• ASSIGNMENT:
Give the data again exactly, from its opening line through the line in which "use async_trait::async_trait;" appears.

Segment Open

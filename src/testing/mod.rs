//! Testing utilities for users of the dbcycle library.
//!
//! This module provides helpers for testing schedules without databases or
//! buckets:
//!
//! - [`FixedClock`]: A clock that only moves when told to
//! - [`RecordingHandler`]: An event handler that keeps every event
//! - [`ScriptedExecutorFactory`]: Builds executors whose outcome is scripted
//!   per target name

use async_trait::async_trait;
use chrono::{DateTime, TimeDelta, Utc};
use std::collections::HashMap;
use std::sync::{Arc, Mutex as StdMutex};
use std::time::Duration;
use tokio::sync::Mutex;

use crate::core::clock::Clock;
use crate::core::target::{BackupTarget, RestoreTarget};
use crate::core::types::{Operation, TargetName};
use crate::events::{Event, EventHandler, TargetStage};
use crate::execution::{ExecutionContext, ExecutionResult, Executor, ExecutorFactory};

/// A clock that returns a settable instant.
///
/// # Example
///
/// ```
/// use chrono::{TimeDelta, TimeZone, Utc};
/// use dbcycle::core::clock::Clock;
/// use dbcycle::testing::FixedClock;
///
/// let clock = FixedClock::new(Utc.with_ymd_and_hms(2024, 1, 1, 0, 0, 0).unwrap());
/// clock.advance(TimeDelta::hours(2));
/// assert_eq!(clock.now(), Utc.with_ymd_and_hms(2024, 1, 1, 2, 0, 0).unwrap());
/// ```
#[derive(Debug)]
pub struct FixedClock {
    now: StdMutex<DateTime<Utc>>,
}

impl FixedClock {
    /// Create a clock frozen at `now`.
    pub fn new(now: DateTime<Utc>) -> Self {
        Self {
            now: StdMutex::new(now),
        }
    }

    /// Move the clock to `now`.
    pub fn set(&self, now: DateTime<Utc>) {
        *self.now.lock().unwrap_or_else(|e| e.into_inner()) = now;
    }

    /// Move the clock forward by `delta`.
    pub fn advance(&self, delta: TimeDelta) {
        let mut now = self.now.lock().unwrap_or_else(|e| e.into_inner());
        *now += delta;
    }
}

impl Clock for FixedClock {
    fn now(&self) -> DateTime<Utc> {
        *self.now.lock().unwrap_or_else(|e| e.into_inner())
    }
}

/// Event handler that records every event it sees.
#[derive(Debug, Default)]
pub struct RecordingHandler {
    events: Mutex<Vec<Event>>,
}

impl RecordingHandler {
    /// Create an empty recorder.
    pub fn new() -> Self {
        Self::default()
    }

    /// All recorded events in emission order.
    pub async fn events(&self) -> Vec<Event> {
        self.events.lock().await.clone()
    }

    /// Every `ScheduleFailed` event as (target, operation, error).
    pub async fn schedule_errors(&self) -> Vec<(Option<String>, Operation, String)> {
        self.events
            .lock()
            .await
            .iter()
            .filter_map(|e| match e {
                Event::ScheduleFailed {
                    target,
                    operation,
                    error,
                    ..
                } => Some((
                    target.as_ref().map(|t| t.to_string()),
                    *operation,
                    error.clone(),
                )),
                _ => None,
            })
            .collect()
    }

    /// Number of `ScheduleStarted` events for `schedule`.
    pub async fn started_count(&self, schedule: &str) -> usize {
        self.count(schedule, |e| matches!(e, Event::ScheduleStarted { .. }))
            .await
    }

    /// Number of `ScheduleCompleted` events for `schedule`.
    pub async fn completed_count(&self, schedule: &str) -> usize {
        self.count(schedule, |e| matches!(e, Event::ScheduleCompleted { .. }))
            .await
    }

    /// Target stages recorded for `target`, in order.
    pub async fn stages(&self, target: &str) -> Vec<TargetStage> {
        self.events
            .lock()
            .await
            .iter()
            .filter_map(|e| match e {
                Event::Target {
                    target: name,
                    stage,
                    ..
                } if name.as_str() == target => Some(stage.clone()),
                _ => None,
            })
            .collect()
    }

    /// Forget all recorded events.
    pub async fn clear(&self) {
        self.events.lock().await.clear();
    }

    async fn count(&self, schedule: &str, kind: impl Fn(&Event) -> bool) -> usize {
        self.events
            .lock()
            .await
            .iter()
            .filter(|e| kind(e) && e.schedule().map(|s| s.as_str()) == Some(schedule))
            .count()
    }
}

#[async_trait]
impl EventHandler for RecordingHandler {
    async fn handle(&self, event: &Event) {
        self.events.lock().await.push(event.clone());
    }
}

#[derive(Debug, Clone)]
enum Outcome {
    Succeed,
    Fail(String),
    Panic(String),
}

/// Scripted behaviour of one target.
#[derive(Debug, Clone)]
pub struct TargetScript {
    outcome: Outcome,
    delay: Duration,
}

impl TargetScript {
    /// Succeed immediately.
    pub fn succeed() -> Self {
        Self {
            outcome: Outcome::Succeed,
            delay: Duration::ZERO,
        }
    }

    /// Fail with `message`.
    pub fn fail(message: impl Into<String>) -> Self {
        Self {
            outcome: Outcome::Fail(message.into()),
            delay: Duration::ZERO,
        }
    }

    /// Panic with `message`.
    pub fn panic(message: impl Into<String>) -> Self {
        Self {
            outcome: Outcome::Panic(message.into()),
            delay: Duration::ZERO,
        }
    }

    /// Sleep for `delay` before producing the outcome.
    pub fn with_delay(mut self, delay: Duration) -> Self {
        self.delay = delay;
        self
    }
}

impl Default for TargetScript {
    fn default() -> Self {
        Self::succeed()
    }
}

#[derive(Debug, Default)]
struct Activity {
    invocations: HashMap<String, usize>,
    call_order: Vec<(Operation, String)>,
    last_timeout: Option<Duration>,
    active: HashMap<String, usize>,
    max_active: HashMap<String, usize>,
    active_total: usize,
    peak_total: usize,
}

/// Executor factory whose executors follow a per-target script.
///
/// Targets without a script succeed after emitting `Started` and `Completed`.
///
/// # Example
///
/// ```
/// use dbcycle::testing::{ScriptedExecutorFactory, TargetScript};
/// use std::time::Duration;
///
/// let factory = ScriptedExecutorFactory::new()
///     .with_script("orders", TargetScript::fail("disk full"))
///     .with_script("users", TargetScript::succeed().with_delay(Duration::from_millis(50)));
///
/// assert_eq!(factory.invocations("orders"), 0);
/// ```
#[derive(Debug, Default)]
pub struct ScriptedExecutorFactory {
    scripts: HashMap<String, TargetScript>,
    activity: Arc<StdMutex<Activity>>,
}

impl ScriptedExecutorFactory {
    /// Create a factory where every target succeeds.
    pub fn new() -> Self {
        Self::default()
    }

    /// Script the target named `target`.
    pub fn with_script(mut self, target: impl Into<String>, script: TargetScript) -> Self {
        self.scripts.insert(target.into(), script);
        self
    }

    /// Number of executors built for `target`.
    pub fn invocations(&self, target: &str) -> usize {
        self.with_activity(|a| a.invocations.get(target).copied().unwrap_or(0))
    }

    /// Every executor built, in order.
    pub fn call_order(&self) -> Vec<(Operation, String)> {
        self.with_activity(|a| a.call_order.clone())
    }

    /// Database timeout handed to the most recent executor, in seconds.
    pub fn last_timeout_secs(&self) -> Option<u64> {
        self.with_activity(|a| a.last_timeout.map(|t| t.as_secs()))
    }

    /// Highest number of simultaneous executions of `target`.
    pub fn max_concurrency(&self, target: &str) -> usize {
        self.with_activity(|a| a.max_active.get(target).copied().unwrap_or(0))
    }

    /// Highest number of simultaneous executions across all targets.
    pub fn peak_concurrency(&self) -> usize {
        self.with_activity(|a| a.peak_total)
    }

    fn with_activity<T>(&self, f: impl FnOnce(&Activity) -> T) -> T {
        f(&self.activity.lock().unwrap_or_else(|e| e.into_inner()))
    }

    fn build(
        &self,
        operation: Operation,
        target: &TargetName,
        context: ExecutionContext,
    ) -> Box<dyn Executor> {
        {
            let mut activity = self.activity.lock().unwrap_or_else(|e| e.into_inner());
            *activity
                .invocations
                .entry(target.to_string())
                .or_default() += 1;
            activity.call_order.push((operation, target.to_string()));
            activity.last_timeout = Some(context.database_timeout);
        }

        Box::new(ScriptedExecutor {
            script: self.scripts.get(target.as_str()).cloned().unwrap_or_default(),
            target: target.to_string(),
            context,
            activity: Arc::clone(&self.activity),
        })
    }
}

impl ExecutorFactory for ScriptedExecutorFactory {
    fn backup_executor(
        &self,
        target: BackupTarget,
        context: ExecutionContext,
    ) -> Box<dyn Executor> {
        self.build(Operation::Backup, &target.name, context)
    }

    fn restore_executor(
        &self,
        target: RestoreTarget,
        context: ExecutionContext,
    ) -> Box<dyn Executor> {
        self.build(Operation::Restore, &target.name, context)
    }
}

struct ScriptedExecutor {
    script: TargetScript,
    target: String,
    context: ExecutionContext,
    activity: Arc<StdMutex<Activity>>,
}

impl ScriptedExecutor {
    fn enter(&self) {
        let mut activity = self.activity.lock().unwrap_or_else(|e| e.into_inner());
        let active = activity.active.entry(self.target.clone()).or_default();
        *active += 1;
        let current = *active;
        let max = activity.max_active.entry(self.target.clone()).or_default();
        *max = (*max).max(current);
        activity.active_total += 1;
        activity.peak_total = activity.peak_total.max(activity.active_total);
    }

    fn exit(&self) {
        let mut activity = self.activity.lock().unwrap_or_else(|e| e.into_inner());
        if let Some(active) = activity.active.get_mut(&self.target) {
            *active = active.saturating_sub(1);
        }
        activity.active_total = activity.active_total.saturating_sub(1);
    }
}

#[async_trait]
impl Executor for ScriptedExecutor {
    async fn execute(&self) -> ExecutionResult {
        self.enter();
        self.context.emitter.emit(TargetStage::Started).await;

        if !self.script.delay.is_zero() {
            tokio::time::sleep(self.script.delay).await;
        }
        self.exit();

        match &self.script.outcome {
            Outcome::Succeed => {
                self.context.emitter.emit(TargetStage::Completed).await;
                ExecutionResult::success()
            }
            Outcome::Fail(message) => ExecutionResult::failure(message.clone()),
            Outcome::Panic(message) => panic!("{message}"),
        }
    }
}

Segment Closed

• ANSWER BOX:
filename src/testing/mod.rs
//! Testing utilities for users of the dbcycle library.
//!
//! This module provides helpers for testing schedules without databases or
//! buckets:
//!
//! - [`FixedClock`]: A clock that only moves when told to
//! - [`RecordingHandler`]: An event handler that keeps every event
//! - [`ScriptedExecutorFactory`]: Builds executors whose outcome is scripted
//!   per target name

use async_trait::async_trait;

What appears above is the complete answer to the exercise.